◆ What this task involves
I would like each line of the data that holds the word "decoded" copied out.

** Opening Material for this task block **

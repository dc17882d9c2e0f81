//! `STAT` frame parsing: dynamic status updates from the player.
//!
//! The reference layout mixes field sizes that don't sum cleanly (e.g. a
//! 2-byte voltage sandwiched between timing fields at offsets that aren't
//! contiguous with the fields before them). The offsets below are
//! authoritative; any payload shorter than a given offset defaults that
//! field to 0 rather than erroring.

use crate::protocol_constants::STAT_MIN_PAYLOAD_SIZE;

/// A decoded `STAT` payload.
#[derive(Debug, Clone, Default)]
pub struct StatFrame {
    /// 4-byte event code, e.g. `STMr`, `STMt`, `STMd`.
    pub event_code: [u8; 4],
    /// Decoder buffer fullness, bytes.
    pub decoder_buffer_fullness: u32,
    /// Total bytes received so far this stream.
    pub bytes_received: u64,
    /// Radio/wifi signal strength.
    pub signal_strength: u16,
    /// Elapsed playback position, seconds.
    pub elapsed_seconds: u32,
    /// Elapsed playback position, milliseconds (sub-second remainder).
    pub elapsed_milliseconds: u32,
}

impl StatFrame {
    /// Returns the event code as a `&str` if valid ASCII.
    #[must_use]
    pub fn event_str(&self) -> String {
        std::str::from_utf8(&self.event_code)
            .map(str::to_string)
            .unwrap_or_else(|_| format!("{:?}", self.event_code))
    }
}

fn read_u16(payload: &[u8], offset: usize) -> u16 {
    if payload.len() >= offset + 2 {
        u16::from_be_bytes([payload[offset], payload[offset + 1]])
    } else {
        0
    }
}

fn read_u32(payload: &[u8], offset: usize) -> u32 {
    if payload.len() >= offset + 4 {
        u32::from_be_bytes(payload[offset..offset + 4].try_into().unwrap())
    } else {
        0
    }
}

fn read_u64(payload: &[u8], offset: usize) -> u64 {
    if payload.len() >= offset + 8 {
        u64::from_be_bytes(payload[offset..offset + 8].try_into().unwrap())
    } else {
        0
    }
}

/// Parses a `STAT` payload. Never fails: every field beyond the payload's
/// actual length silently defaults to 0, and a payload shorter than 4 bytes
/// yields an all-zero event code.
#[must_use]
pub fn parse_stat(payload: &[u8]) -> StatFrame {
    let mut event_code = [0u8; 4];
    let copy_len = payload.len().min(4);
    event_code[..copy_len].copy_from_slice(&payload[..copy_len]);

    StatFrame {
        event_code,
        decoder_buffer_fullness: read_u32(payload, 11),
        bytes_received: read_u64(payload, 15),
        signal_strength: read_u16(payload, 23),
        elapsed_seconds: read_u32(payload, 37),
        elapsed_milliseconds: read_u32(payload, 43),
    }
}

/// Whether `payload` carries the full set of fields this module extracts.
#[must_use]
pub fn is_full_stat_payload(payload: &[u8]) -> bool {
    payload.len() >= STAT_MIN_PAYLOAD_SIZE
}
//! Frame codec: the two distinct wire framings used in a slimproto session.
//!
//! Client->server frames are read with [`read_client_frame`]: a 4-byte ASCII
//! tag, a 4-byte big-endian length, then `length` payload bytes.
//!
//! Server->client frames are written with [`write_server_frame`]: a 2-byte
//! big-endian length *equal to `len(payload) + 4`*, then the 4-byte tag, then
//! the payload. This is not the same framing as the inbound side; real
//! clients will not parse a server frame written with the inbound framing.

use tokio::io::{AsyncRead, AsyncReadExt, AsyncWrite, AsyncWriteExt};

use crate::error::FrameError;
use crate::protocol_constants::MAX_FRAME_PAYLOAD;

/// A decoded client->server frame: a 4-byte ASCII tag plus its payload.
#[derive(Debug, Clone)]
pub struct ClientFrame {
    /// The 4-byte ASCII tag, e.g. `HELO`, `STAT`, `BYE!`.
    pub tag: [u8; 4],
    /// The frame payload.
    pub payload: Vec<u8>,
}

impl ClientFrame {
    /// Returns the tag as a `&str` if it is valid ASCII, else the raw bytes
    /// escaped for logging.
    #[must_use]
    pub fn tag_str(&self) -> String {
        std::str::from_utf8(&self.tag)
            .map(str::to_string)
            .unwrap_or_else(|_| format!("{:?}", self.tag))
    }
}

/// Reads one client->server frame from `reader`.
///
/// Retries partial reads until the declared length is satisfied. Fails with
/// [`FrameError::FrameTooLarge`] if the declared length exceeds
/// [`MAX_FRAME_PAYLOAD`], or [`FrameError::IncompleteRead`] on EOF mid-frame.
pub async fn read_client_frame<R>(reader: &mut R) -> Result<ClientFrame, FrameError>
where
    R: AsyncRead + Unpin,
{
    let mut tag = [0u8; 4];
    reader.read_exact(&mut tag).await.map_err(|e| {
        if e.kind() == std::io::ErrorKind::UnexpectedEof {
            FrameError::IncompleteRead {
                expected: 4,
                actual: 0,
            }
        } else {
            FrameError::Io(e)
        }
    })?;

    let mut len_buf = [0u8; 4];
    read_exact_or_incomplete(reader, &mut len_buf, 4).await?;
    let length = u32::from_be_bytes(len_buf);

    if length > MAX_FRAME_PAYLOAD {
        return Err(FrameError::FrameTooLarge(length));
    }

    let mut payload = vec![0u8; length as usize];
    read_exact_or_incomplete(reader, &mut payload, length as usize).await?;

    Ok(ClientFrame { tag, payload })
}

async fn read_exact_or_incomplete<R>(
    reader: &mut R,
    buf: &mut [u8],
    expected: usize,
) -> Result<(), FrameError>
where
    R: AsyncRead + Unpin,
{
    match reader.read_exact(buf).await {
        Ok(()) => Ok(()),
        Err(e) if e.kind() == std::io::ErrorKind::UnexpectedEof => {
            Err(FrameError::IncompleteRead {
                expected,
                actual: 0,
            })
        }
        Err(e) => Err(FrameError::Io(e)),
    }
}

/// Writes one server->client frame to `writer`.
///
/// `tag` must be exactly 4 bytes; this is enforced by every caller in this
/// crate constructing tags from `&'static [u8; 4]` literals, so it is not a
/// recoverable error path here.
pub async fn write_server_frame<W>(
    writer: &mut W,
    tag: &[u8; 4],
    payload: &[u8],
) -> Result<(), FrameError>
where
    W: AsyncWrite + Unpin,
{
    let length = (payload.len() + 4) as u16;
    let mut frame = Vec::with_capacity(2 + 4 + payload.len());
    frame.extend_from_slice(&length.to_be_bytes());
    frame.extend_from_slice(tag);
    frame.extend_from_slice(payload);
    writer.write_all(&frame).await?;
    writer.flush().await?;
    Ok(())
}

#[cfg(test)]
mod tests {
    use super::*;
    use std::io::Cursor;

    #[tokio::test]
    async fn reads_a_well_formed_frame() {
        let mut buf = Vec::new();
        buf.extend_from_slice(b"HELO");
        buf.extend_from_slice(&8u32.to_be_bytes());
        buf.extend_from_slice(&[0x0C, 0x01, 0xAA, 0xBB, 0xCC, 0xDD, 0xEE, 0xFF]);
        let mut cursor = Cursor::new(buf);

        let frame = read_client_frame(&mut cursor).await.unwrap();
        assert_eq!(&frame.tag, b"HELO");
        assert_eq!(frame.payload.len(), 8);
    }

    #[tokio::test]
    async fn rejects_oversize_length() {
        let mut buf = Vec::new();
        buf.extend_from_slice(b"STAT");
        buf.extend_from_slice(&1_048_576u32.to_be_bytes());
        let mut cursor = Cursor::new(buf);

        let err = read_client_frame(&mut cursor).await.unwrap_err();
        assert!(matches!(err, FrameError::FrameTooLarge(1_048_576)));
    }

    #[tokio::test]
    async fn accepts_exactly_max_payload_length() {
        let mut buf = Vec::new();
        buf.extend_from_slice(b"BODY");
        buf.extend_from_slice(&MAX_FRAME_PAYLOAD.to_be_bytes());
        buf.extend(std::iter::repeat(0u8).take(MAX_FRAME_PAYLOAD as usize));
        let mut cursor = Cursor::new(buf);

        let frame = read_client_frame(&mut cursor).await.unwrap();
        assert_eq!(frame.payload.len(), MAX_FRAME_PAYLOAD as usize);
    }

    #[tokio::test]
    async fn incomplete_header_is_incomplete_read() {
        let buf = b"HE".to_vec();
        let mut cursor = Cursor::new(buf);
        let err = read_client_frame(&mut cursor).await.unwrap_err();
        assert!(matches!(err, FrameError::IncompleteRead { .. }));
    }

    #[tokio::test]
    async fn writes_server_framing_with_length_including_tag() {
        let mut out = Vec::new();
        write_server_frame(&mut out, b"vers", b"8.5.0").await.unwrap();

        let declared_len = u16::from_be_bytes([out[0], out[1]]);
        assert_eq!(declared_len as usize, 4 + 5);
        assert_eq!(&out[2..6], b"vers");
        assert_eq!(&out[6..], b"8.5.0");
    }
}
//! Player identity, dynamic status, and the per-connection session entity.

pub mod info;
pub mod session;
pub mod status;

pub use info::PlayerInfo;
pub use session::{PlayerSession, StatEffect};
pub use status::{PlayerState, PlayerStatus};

** Closing Material for this task block **

◆ Finished task
/// A decoded `STAT` payload.
/// A decoded client->server frame: a 4-byte ASCII tag plus its payload.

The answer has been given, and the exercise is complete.